Allein im Vorjahr konnte der Konzern seinen Umsatz auf umgerechnet 57 Milliarden Euro nahezu verdoppeln. Der Betriebsgewinn explodierte um 365 Prozent auf 2,9 Milliarden Euro. Mit einer operativen Marge von 5,1 Prozent ist BYD zwar nicht so profitabel wie Tesla oder Mercedes-Benz, aber der Volkswagen-Konzern liegt mit 7,9 Prozent greifbar nahe. Zumal BYD verstärkt von der preisgünstigen Klein- und Mittelklasse ins Premiumsegment drängt, wo auch die Margen höher sind. Ins Autogeschäft stieg BYD 2003 mit der Übernahme von Qinchuan Automobile ein.

Im Gegensatz zu der Konkurrenz setzt BYD bei seinen Energiespeichern, der „Blade Battery“, auf eine Zellchemie auf Basis von Lithium-Eisenphosphat (LFP) statt auf herkömmliche Lithium-Ionen-Technik. Einige Rohstoffe wie Lithium schürft BYD teils selbst in Minen. Auch Elektronikbauteile wie Chips entwickelt der Konzern, ebenso wie den Antriebsstrang selbst. Derzeit fertigt BYD einen Großteil seiner Fahrzeuge in drei Werken mit einer jährlichen Produktionskapazität von 1,65 Millionen Fahrzeugen, kurzfristig soll die jährliche Produktionskapazität auf 2,65 Millionen, mittelfristig sogar auf 4,75 Millionen - eine VW-Größenordnung.
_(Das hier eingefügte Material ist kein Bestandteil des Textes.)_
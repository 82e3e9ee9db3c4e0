//! Token counting for embedding context management.
//!
//! Embedding providers reject inputs above a token limit, but mnemo does not
//! ship a real subword tokenizer. [`TokenCounter`] approximates counts with
//! a word-shape heuristic and a safety margin so estimates err high.

use crate::defaults::TOKEN_SAFETY_MARGIN;

/// Trait for tokenization operations.
pub trait Tokenizer: Send + Sync {
    /// Count the number of tokens in the given text.
    fn count_tokens(&self, text: &str) -> usize;

    /// Get the name/identifier of this tokenizer.
    fn name(&self) -> &str;
}

/// Heuristic subword token estimator.
///
/// Per whitespace-free run of the input:
/// - digit runs cost `len / 2` tokens, rounded up
/// - words of up to 4 characters cost 1 token, 5 to 8 cost 1.3, longer
///   words cost `len / 5`
/// - every other non-space character (punctuation, symbols) costs 1
///
/// The sum is multiplied by the safety margin and rounded up.
///
/// Internally weights are kept in tenths of a token so that sums stay exact:
/// the weight of `"a b"` equals the weight of `"a"` plus the weight of `"b"`.
#[derive(Debug, Clone, Copy, Default)]
pub struct TokenCounter;

impl TokenCounter {
    pub fn new() -> Self {
        Self
    }

    /// Pre-margin weight in tenths of a token.
    ///
    /// Additive across whitespace-separated parts.
    pub fn weight(&self, text: &str) -> u64 {
        let mut total = 0u64;
        let mut word_len = 0usize;
        let mut all_digits = true;

        for c in text.chars() {
            if c.is_alphanumeric() {
                word_len += 1;
                all_digits &= c.is_ascii_digit();
                continue;
            }
            total += word_weight(word_len, all_digits);
            word_len = 0;
            all_digits = true;
            if !c.is_whitespace() {
                total += 10;
            }
        }
        total + word_weight(word_len, all_digits)
    }

    /// Token count for a pre-margin weight, margin applied and rounded up.
    pub fn tokens_for_weight(&self, weight: u64) -> usize {
        let margin = (TOKEN_SAFETY_MARGIN * 10.0).round() as u64;
        (weight * margin).div_ceil(100) as usize
    }

    /// Largest weight whose token count stays within `tokens`.
    pub fn weight_budget(&self, tokens: usize) -> u64 {
        let margin = (TOKEN_SAFETY_MARGIN * 10.0).round() as u64;
        (tokens as u64 * 100) / margin
    }
}

fn word_weight(len: usize, all_digits: bool) -> u64 {
    match len {
        0 => 0,
        _ if all_digits => len.div_ceil(2) as u64 * 10,
        1..=4 => 10,
        5..=8 => 13,
        _ => len as u64 * 2,
    }
}

impl Tokenizer for TokenCounter {
    fn count_tokens(&self, text: &str) -> usize {
        self.tokens_for_weight(self.weight(text))
    }

    fn name(&self) -> &str {
        "heuristic"
    }
}

/// Estimate token count with the default [`TokenCounter`].
pub fn estimate_tokens(text: &str) -> usize {
    TokenCounter.count_tokens(text)
}

/// Check if text likely exceeds a token limit using estimation.
pub fn likely_exceeds_limit(text: &str, limit: usize) -> bool {
    estimate_tokens(text) > limit
}
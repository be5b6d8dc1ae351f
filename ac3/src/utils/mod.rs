//! Utility functions and supporting infrastructure.
//!
//! Provides bitstream I/O, CRC validation, error handling, dither generation
//! and the constant tables shared by the decoding stages.

pub mod bitstream_io;
pub mod crc;
pub mod dither;
pub mod errors;
pub mod tables;
use crate::log_or_err;
use crate::structs::sync::{SYNC_INFO_LEN, SYNC_WORD, SyncInfo};
use crate::utils::errors::ExtractError;
use log::{debug, trace};
use std::collections::VecDeque;
use std::sync::Arc;

const SYNC_BYTES: [u8; 2] = SYNC_WORD.to_be_bytes();

/// Returns the offset of the first sync word in `buf`.
pub fn find_sync(buf: &[u8]) -> Option<usize> {
    buf.windows(2).position(|pair| pair == SYNC_BYTES)
}

/// Splits a continuous bitstream into syncframes.
///
/// Data is fed with [`push_bytes`](Extractor::push_bytes) and whole frames
/// are pulled through the [`Iterator`] implementation. Every push yields at
/// most one [`ExtractError::InsufficientData`]; after that the iterator ends
/// until more data arrives.
///
/// # Example
///
/// ```rust,no_run
/// use ac3::process::extract::Extractor;
///
/// let mut extractor = Extractor::default();
/// extractor.push_bytes(&std::fs::read("stream.ac3")?);
///
/// for frame in &mut extractor {
///     match frame {
///         Ok(frame) => println!("{} byte frame at {} Hz", frame.as_ref().len(), frame.sync_info.sample_rate),
///         Err(err) => eprintln!("{err}"),
///     }
/// }
/// # Ok::<(), Box<dyn std::error::Error>>(())
/// ```
#[derive(Debug)]
pub struct Extractor {
    buffer: VecDeque<u8>,
    locked: bool,
    io_counter: usize,
    error_count: usize,
    frames_processed: usize,
    fail_level: log::Level,
}

impl Default for Extractor {
    fn default() -> Self {
        Self {
            buffer: VecDeque::with_capacity(8 * 3840),
            locked: false,
            io_counter: 0,
            error_count: 0,
            frames_processed: 0,
            fail_level: log::Level::Error,
        }
    }
}

impl Extractor {
    /// Appends raw bitstream data to the internal buffer.
    pub fn push_bytes(&mut self, data: &[u8]) {
        self.buffer.extend(data);
        self.io_counter += 1;
    }

    /// Sets the failure level for stream errors.
    ///
    /// With `log::Level::Warn` a lost sync or a corrupt header on a locked
    /// stream is yielded as an error instead of being logged.
    pub fn set_fail_level(&mut self, level: log::Level) {
        self.fail_level = level;
    }

    pub fn frames_processed(&self) -> usize {
        self.frames_processed
    }

    /// Number of resynchronizations after the stream was first locked.
    pub fn error_count(&self) -> usize {
        self.error_count
    }

    /// Drops data up to the next sync word with a valid header.
    fn resync(&mut self) -> Result<SyncInfo, ExtractError> {
        self.locked = false;

        loop {
            let (front, back) = self.buffer.as_slices();
            let offset = if front.last() == Some(&SYNC_BYTES[0]) && back.first() == Some(&SYNC_BYTES[1]) {
                find_sync(front).or(Some(front.len() - 1))
            } else {
                find_sync(front).or_else(|| find_sync(back).map(|pos| front.len() + pos))
            };

            let Some(offset) = offset else {
                // keep a trailing 0x0B, it may start the next sync word
                let keep = usize::from(self.buffer.back() == Some(&SYNC_BYTES[0]));
                self.consume_front(self.buffer.len() - keep);
                return Err(ExtractError::InsufficientData);
            };

            if offset > 0 {
                trace!("Skipping {offset} bytes before sync word");
                self.consume_front(offset);
            }

            let Some(header) = self.header() else {
                return Err(ExtractError::InsufficientData);
            };

            match SyncInfo::from_bytes(&header) {
                Ok(sync_info) => {
                    self.locked = true;
                    return Ok(sync_info);
                }
                Err(err) => {
                    debug!("Rejected sync candidate: {err}");
                    self.consume_front(1);
                }
            }
        }
    }

    fn header(&self) -> Option<[u8; SYNC_INFO_LEN]> {
        if self.buffer.len() < SYNC_INFO_LEN {
            return None;
        }

        let mut header = [0u8; SYNC_INFO_LEN];
        for (dst, src) in header.iter_mut().zip(self.buffer.iter()) {
            *dst = *src;
        }

        Some(header)
    }

    /// Unlocks after a broken frame and reports it at warning level.
    fn lose_sync(&mut self, error: ExtractError) -> Result<(), ExtractError> {
        self.locked = false;
        self.error_count += 1;
        self.consume_front(1);

        log_or_err!(self, log::Level::Warn, error);
        Ok(())
    }

    fn consume_front(&mut self, cnt: usize) {
        self.buffer.drain(..cnt);
    }

    fn iter_insufficient(&mut self) -> Option<Result<Frame, ExtractError>> {
        self.io_counter -= 1;
        Some(Err(ExtractError::InsufficientData))
    }
}

impl Iterator for Extractor {
    type Item = Result<Frame, ExtractError>;

    fn next(&mut self) -> Option<Self::Item> {
        if self.io_counter == 0 {
            return None;
        }

        loop {
            let sync_info = if self.locked {
                let Some(header) = self.header() else {
                    return self.iter_insufficient();
                };

                let word = u16::from_be_bytes([header[0], header[1]]);
                if word != SYNC_WORD {
                    if let Err(err) = self.lose_sync(ExtractError::SyncLost(word)) {
                        return Some(Err(err));
                    }
                    continue;
                }

                match SyncInfo::from_bytes(&header) {
                    Ok(sync_info) => sync_info,
                    Err(err) => {
                        if let Err(err) = self.lose_sync(ExtractError::InvalidHeader(err)) {
                            return Some(Err(err));
                        }
                        continue;
                    }
                }
            } else {
                match self.resync() {
                    Ok(sync_info) => sync_info,
                    Err(_) => return self.iter_insufficient(),
                }
            };

            let frame_len = sync_info.frame_len();
            if self.buffer.len() < frame_len {
                return self.iter_insufficient();
            }

            let data = self.buffer.drain(..frame_len).collect::<Arc<[u8]>>();
            self.frames_processed += 1;

            return Some(Ok(Frame { sync_info, data }));
        }
    }
}

/// A single syncframe extracted from a bitstream.
#[derive(Debug, Clone)]
pub struct Frame {
    pub sync_info: SyncInfo,
    pub data: Arc<[u8]>,
}

impl AsRef<[u8]> for Frame {
    fn as_ref(&self) -> &[u8] {
        &self.data
    }
}
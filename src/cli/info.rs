use anyhow::Result;
use indicatif::{MultiProgress, ProgressBar, ProgressStyle};
use serde::Serialize;

use super::command::{Cli, InfoArgs};
use crate::input::{CHUNK_SIZE, InputReader};
use ac3::process::extract::{Extractor, Frame};
use ac3::structs::bsi::BitstreamInfo;
use ac3::structs::sync::SyncInfo;
use ac3::utils::bitstream_io::BsIoSliceReader;
use ac3::utils::errors::ExtractError;
use ac3::utils::tables::{BLOCK_LEN, BLOCKS_PER_FRAME};

const SAMPLES_PER_FRAME: u64 = (BLOCKS_PER_FRAME * BLOCK_LEN) as u64;

pub fn cmd_info(args: &InfoArgs, cli: &Cli, multi: Option<&MultiProgress>) -> Result<()> {
    log::info!("Analyzing AC-3 stream: {}", args.input.display());

    let mut input_reader = InputReader::new(&args.input)?;
    let mut extractor = Extractor::default();
    extractor.set_fail_level(cli.fail_level());

    let mut context = AnalysisContext::default();
    if let Some(multi) = multi {
        let pb = multi.add(ProgressBar::new_spinner());
        pb.set_style(ProgressStyle::with_template("{spinner:.green} {msg}")?);
        pb.enable_steady_tick(std::time::Duration::from_millis(100));
        pb.set_message("Analyzing frames...");
        context.pb = Some(pb);
    }

    input_reader.process_chunks(CHUNK_SIZE, |chunk| {
        context.total_bytes += chunk.len() as u64;
        extractor.push_bytes(chunk);

        for frame_result in extractor.by_ref() {
            match frame_result {
                Ok(frame) => context.process_frame(&frame, cli)?,
                Err(ExtractError::InsufficientData) => {}
                Err(e) => return Err(e.into()),
            }
        }

        Ok(true)
    })?;

    if let Some(ref pb) = context.pb {
        pb.finish_and_clear();
    }

    let Some(summary) = context.into_summary() else {
        println!("No AC-3 syncframe found in the input.");
        return Ok(());
    };

    if args.yaml {
        print!("{}", serde_yaml_ng::to_string(&summary)?);
    } else {
        display_summary(&summary);
    }

    Ok(())
}

#[derive(Default)]
struct AnalysisContext {
    first: Option<(SyncInfo, BitstreamInfo)>,
    frame_count: u64,
    frame_bytes: u64,
    total_bytes: u64,
    configuration_changes: u64,
    pb: Option<ProgressBar>,
}

impl AnalysisContext {
    fn process_frame(&mut self, frame: &Frame, cli: &Cli) -> Result<()> {
        match read_bsi(frame) {
            Ok(bsi) => self.track_configuration(frame.sync_info, bsi),
            Err(e) => {
                if cli.strict {
                    return Err(e);
                }
                log::warn!("BSI error at frame {}: {e}", self.frame_count);
            }
        }

        self.frame_count += 1;
        self.frame_bytes += frame.as_ref().len() as u64;

        if self.frame_count.is_multiple_of(100) {
            if let Some(ref pb) = self.pb {
                pb.set_message(format!("Analyzing frames...       {}", self.frame_count));
            }
        }

        Ok(())
    }

    fn track_configuration(&mut self, sync_info: SyncInfo, bsi: BitstreamInfo) {
        let Some((first_sync, first_bsi)) = &self.first else {
            self.first = Some((sync_info, bsi));
            return;
        };

        if first_sync.sample_rate != sync_info.sample_rate
            || first_bsi.channel_mode != bsi.channel_mode
            || first_bsi.lfe_on != bsi.lfe_on
        {
            log::warn!(
                "Stream configuration changed at frame {}: {} Hz {}{}",
                self.frame_count,
                sync_info.sample_rate,
                bsi.channel_mode,
                if bsi.lfe_on { " + LFE" } else { "" }
            );
            self.configuration_changes += 1;
        }
    }

    fn into_summary(self) -> Option<StreamSummary> {
        let (sync_info, bsi) = self.first?;

        let duration_seconds =
            (self.frame_count * SAMPLES_PER_FRAME) as f64 / sync_info.sample_rate as f64;
        let average_bit_rate = if duration_seconds > 0.0 {
            self.frame_bytes as f64 * 8.0 / (duration_seconds * 1000.0)
        } else {
            0.0
        };

        let channels = bsi
            .channel_labels()
            .iter()
            .map(|label| format!("{label:?}"))
            .collect::<Vec<_>>();

        Some(StreamSummary {
            sample_rate: sync_info.sample_rate,
            bit_rate: sync_info.bit_rate,
            frame_size: sync_info.frame_len(),
            bsid: bsi.bsid,
            bsmod: bsi.bsmod,
            channel_mode: bsi.channel_mode.to_string(),
            lfe: bsi.lfe_on,
            channels,
            dialogue_level: bsi.program.dialogue_level(),
            dialogue_level2: bsi.program2.map(|program| program.dialogue_level()),
            frames: self.frame_count,
            configuration_changes: self.configuration_changes,
            size: self.total_bytes,
            duration: time_str(duration_seconds),
            average_bit_rate: (average_bit_rate * 10.0).round() / 10.0,
        })
    }
}

/// Parses the bit stream information of an extracted frame.
fn read_bsi(frame: &Frame) -> Result<BitstreamInfo> {
    let mut reader = BsIoSliceReader::from_slice(frame.as_ref());
    SyncInfo::read(&mut reader)?;
    Ok(BitstreamInfo::read(&mut reader)?)
}

#[derive(Debug, Serialize)]
struct StreamSummary {
    /// Hz.
    sample_rate: u32,
    /// kbit/s.
    bit_rate: u16,
    /// Bytes.
    frame_size: usize,
    bsid: u8,
    bsmod: u8,
    channel_mode: String,
    lfe: bool,
    channels: Vec<String>,
    /// dBFS.
    dialogue_level: i8,
    #[serde(skip_serializing_if = "Option::is_none")]
    dialogue_level2: Option<i8>,
    frames: u64,
    configuration_changes: u64,
    /// Bytes read from the input.
    size: u64,
    duration: String,
    /// kbit/s over whole frames.
    average_bit_rate: f64,
}

fn display_summary(summary: &StreamSummary) {
    println!();
    println!("AC-3 Stream Information");
    println!("=======================");
    println!();
    println!("Stream Information");
    println!("  Sampling rate             {} Hz", summary.sample_rate);
    println!("  Bit rate                  {} kbps", summary.bit_rate);
    println!("  Frame size                {} bytes", summary.frame_size);
    println!("  Bitstream id              {}", summary.bsid);
    println!("  Bitstream mode            {}", summary.bsmod);
    println!();
    println!("Channel Information");
    println!("  Channel mode              {}", summary.channel_mode);
    println!("  LFE                       {}", summary.lfe);
    println!("  Channels                  {}", summary.channels.join(" "));
    println!("  Dialogue level            {} dBFS", summary.dialogue_level);
    if let Some(level) = summary.dialogue_level2 {
        println!("  Dialogue level (ch2)      {level} dBFS");
    }
    println!();
    println!("Analysis Summary");
    println!("  Frames processed          {}", summary.frames);
    if summary.configuration_changes > 0 {
        println!("  Configuration changes     {}", summary.configuration_changes);
    }
    let size_mb = summary.size as f64 / 1_000_000.0;
    println!("  Size                      {size_mb:.2} MB ({} bytes)", summary.size);
    println!("  Duration                  {}", summary.duration);
    println!("  Average data rate         {:.1} kbps", summary.average_bit_rate);
    println!();
}

/// Formats seconds as `HH:MM:SS.mmm`.
pub fn time_str(seconds: f64) -> String {
    let total_ms = (seconds * 1000.0).round() as u64;
    let (hours, rest) = (total_ms / 3_600_000, total_ms % 3_600_000);
    let (minutes, rest) = (rest / 60_000, rest % 60_000);
    let (secs, ms) = (rest / 1000, rest % 1000);

    format!("{hours:02}:{minutes:02}:{secs:02}.{ms:03}")
}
Investments in China sind lukrativ

Das herausfordernde geopolitische Umfeld könnte sich je nach Fortgang als Risiko oder Chance für China herausstellen. Nach Berechnungen des IWF wird dieses Jahr die Hälfte des globalen Wachstums von China und Indien ausgehen. Insofern back to the future, als diese beiden Länder zuletzt Anfang des 19. Jahrhunderts eine solche globale Bedeutung hatten.

An den Aktienmärkten in Fernost haben jedenfalls die Anleger auf die überraschend guten Konjunkturdaten aus China vorsichtig optimistisch reagiert. Die Börse in Shanghai und Hongkong und der Index der wichtigsten Unternehmen in Shanghai und Shenzhen zogen leicht an. Der Nikkei-Index um 0,5 Prozent auf 28.659 Punkte zu und verbuchte damit zum achten Mal in Folge Gewinne.